Gorges Edmond Howard (1715–1786) was a miscellaneous Irish writer. He wrote on the law and created literary works.

Biography
Gorges Edmond Howard was the son of Captain Francis Howard (of dragoons) and  Elizabeth (born Jackson). He was born in  Coleraine on 28 August 1715 and educated at Thomas Sheridan's school in Dublin.

Howard became an apprentice in the exchequer at Dublin and after a dalliance with becoming a soldier, he perserevered and became a solicitor. He secured a lucrative business as a solicitor and land agent, and published professional works at his own expense.

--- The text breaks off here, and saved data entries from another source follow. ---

use std::time::Duration;

use crate::error::WaitError;
use crate::state::{StateToken, WaitState};

/// The result of one wait: the last payload the probe produced, the last
/// state token seen, and the terminal error (none on success).
///
/// The payload is returned on every outcome so callers can inspect the
/// resource's final observed state even when the wait failed.
#[derive(Debug, Clone)]
pub struct Outcome<P> {
    pub payload: Option<P>,
    pub last_state: Option<StateToken>,
    pub error: Option<WaitError>,
    /// Number of probe calls issued.
    pub probes: u32,
    pub elapsed: Duration,
}

impl<P> Outcome<P> {
    /// The terminal state this outcome represents.
    pub fn kind(&self) -> WaitState {
        match &self.error {
            None => WaitState::Success,
            Some(WaitError::Timeout { .. }) => WaitState::Timeout,
            Some(WaitError::Cancelled { .. }) => WaitState::Cancelled,
            Some(_) => WaitState::Failure,
        }
    }

    pub fn is_success(&self) -> bool {
        self.error.is_none()
    }

    pub fn into_result(self) -> Result<Option<P>, WaitError> {
        match self.error {
            None => Ok(self.payload),
            Some(err) => Err(err),
        }
    }

    /// Replace the error with [`enrich`]'s result.
    pub fn enriched<F>(mut self, extractor: F) -> Self
    where
        F: Fn(&P) -> Option<Diagnostic>,
    {
        self.error = enrich(&self, extractor);
        self
    }
}

/// A structured error detail carried inside a resource's own status payload.
#[derive(Debug, Clone, PartialEq, Eq)]
pub struct Diagnostic {
    pub code: String,
    pub message: String,
}

impl Diagnostic {
    pub fn new(code: impl Into<String>, message: impl Into<String>) -> Self {
        Self {
            code: code.into(),
            message: message.into(),
        }
    }
}

/// Fold a payload's own diagnostic into a failed outcome's error.
///
/// Only an `UnexpectedState` failure with a payload is eligible. When
/// `extractor` finds a diagnostic, the returned error is
/// [`WaitError::Failed`] and displays as `<code>: <message>`; the generic
/// state-mismatch error is dropped. Every other outcome's error is returned
/// unchanged, including `None` for success.
pub fn enrich<P, F>(outcome: &Outcome<P>, extractor: F) -> Option<WaitError>
where
    F: Fn(&P) -> Option<Diagnostic>,
{
    match (&outcome.error, &outcome.payload) {
        (Some(WaitError::UnexpectedState { .. }), Some(payload)) => match extractor(payload) {
            Some(Diagnostic { code, message }) => Some(WaitError::Failed { code, message }),
            None => outcome.error.clone(),
        },
        _ => outcome.error.clone(),
    }
}
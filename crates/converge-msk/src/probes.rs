use aws_sdk_kafka::error::ProvideErrorMetadata;
use aws_sdk_kafka::operation::describe_configuration::DescribeConfigurationOutput;
use aws_sdk_kafka::types::{Cluster, ClusterOperationInfo};
use aws_sdk_kafka::Client;
use converge_core::{format_err_chain, BoxFuture, Observation, ProbeError, ProbeResult, StatusProbe};

/// Reads a cluster through `kafka:DescribeClusterV2`.
pub struct ClusterProbe {
    client: Client,
    arn: String,
}

impl ClusterProbe {
    pub fn new(client: Client, arn: impl Into<String>) -> Self {
        Self {
            client,
            arn: arn.into(),
        }
    }
}

impl StatusProbe for ClusterProbe {
    type Payload = Cluster;

    fn probe(&self) -> BoxFuture<'_, ProbeResult<Cluster>> {
        Box::pin(async {
            let resp = match self
                .client
                .describe_cluster_v2()
                .cluster_arn(&self.arn)
                .send()
                .await
            {
                Ok(resp) => resp,
                Err(e) => {
                    let is_not_found = e
                        .as_service_error()
                        .map(|se| se.is_not_found_exception())
                        .unwrap_or(false);
                    if is_not_found {
                        return Err(ProbeError::NotFound(self.arn.clone()));
                    }
                    return Err(request_failed("kafka:DescribeClusterV2", &e));
                }
            };

            let cluster = resp
                .cluster_info()
                .cloned()
                .ok_or_else(|| ProbeError::NotFound(self.arn.clone()))?;
            let state = cluster
                .state()
                .map(|s| s.as_str().to_string())
                .ok_or_else(|| ProbeError::Malformed(format!("cluster {} has no state", self.arn)))?;

            Ok(Observation::new(state, cluster))
        })
    }
}

/// Reads a cluster operation through `kafka:DescribeClusterOperation`.
pub struct ClusterOperationProbe {
    client: Client,
    arn: String,
}

impl ClusterOperationProbe {
    pub fn new(client: Client, arn: impl Into<String>) -> Self {
        Self {
            client,
            arn: arn.into(),
        }
    }
}

impl StatusProbe for ClusterOperationProbe {
    type Payload = ClusterOperationInfo;

    fn probe(&self) -> BoxFuture<'_, ProbeResult<ClusterOperationInfo>> {
        Box::pin(async {
            let resp = match self
                .client
                .describe_cluster_operation()
                .cluster_operation_arn(&self.arn)
                .send()
                .await
            {
                Ok(resp) => resp,
                Err(e) => {
                    let is_not_found = e
                        .as_service_error()
                        .map(|se| se.is_not_found_exception())
                        .unwrap_or(false);
                    if is_not_found {
                        return Err(ProbeError::NotFound(self.arn.clone()));
                    }
                    return Err(request_failed("kafka:DescribeClusterOperation", &e));
                }
            };

            let info = resp
                .cluster_operation_info()
                .cloned()
                .ok_or_else(|| ProbeError::NotFound(self.arn.clone()))?;
            let state = info.operation_state().map(String::from).ok_or_else(|| {
                ProbeError::Malformed(format!("cluster operation {} has no state", self.arn))
            })?;

            Ok(Observation::new(state, info))
        })
    }
}

/// Reads a cluster configuration through `kafka:DescribeConfiguration`.
pub struct ConfigurationProbe {
    client: Client,
    arn: String,
}

impl ConfigurationProbe {
    pub fn new(client: Client, arn: impl Into<String>) -> Self {
        Self {
            client,
            arn: arn.into(),
        }
    }
}

impl StatusProbe for ConfigurationProbe {
    type Payload = DescribeConfigurationOutput;

    fn probe(&self) -> BoxFuture<'_, ProbeResult<DescribeConfigurationOutput>> {
        Box::pin(async {
            let resp = match self.client.describe_configuration().arn(&self.arn).send().await {
                Ok(resp) => resp,
                Err(e) => {
                    let is_not_found = e
                        .as_service_error()
                        .map(|se| se.is_not_found_exception())
                        .unwrap_or(false);
                    if is_not_found {
                        return Err(ProbeError::NotFound(self.arn.clone()));
                    }
                    return Err(request_failed("kafka:DescribeConfiguration", &e));
                }
            };

            let state = resp.state().map(|s| s.as_str().to_string()).ok_or_else(|| {
                ProbeError::Malformed(format!("configuration {} has no state", self.arn))
            })?;

            Ok(Observation::new(state, resp))
        })
    }
}

/// Flatten an SDK error into a probe failure, keeping the service's error
/// code when there is one.
fn request_failed<E>(operation: &str, err: &E) -> ProbeError
where
    E: std::error::Error + ProvideErrorMetadata,
{
    match err.code() {
        Some(code) => ProbeError::Request(format!(
            "{operation} failed ({code}): {}",
            format_err_chain(err)
        )),
        None => ProbeError::Request(format!("{operation} failed: {}", format_err_chain(err))),
    }
}
use std::path::{Path, PathBuf};

use converge_core::Timeouts;
use serde::{Deserialize, Serialize};

/// Current config version. Bump this when adding fields or changing shape.
/// Each bump requires a corresponding entry in [`migrate`].
const CURRENT_VERSION: u32 = 1;

#[derive(Debug, Clone, Default, PartialEq, Serialize, Deserialize)]
pub struct ConvergeConfig {
    /// Schema version. Missing or 0 = pre-versioned config.
    #[serde(default)]
    pub config_version: u32,
    #[serde(default, skip_serializing_if = "Option::is_none")]
    pub region: Option<String>,
    #[serde(default, skip_serializing_if = "Option::is_none")]
    pub profile_name: Option<String>,
    /// Fixed seconds between probes. `None` keeps each waiter's backoff.
    /// Added in v1.
    #[serde(default)]
    pub poll_interval_secs: Option<u64>,
    #[serde(default)]
    pub timeouts: Timeouts,
}

fn config_dir() -> eyre::Result<PathBuf> {
    let base = dirs::config_dir().ok_or_else(|| eyre::eyre!("no config directory found"))?;
    Ok(base.join("converge"))
}

pub fn config_path() -> eyre::Result<PathBuf> {
    Ok(config_dir()?.join("config.json"))
}

/// Load the config from the default location, falling back to defaults when
/// no file exists yet.
pub fn load_config() -> eyre::Result<ConvergeConfig> {
    let path = config_path()?;
    if !path.exists() {
        tracing::debug!(path = %path.display(), "no config file, using defaults");
        return Ok(ConvergeConfig::default());
    }
    load_config_from(&path)
}

pub fn load_config_from(path: &Path) -> eyre::Result<ConvergeConfig> {
    let contents = std::fs::read_to_string(path)
        .map_err(|e| eyre::eyre!("failed to read config at {}: {e}", path.display()))?;
    parse_config(&contents)
}

pub fn parse_config(contents: &str) -> eyre::Result<ConvergeConfig> {
    // Parse as raw JSON so we can run migrations before deserializing.
    let json: serde_json::Value = serde_json::from_str(contents)?;
    let on_disk_version = json
        .get("config_version")
        .and_then(|v| v.as_u64())
        .unwrap_or(0) as u32;

    let migrated = migrate(json, on_disk_version)?;
    let config: ConvergeConfig = serde_json::from_value(migrated)?;
    Ok(config)
}

/// Run sequential migrations from `from_version` up to [`CURRENT_VERSION`].
///
/// Each migration is a pure transform on the raw JSON value.
fn migrate(mut json: serde_json::Value, from_version: u32) -> eyre::Result<serde_json::Value> {
    if from_version > CURRENT_VERSION {
        return Err(eyre::eyre!(
            "config_version {from_version} is newer than this build supports ({CURRENT_VERSION}). \
             Please update converge."
        ));
    }

    // v0 → v1: timeouts moved from top-level `*_timeout_secs` keys into a
    // `timeouts` object, and `poll_interval_secs` was added.
    if from_version < 1 {
        let obj = json
            .as_object_mut()
            .ok_or_else(|| eyre::eyre!("config is not a JSON object"))?;

        let mut timeouts = serde_json::Map::new();
        for op in ["create", "update", "delete"] {
            if let Some(secs) = obj.remove(&format!("{op}_timeout_secs")) {
                timeouts.insert(op.to_string(), secs);
            }
        }
        if !timeouts.is_empty() {
            obj.insert("timeouts".to_string(), serde_json::Value::Object(timeouts));
        }
        obj.entry("poll_interval_secs")
            .or_insert(serde_json::Value::Null);
        obj.insert(
            "config_version".to_string(),
            serde_json::Value::Number(CURRENT_VERSION.into()),
        );
        tracing::info!("migrated config v0 → v1 (nested timeouts)");
    }

    Ok(json)
}

pub fn save_config(path: &Path, config: &ConvergeConfig) -> eyre::Result<()> {
    if let Some(dir) = path.parent() {
        std::fs::create_dir_all(dir)?;
    }

    // Always write the current version, regardless of what was loaded.
    let mut stamped = config.clone();
    stamped.config_version = CURRENT_VERSION;
    let json = serde_json::to_string_pretty(&stamped)?;

    // Write to a temp file then rename for atomicity
    let tmp_path = path.with_extension("json.tmp");
    std::fs::write(&tmp_path, json.as_bytes())?;
    std::fs::rename(&tmp_path, path)?;

    tracing::info!(path = %path.display(), "config saved");
    Ok(())
}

He failed to achieve notability as a writer and he was satirised by Robert Jephson for his unsolicited productivity. Jephson invented a mock correspondence between George Faulkner and Howard, allegedly encouraged by Lord Townshend.

Howard was active in suggesting improvements in Dublin, having some skill as an architect. The freedom of the city was conferred on him in 1766. He died in Dublin in June 1786.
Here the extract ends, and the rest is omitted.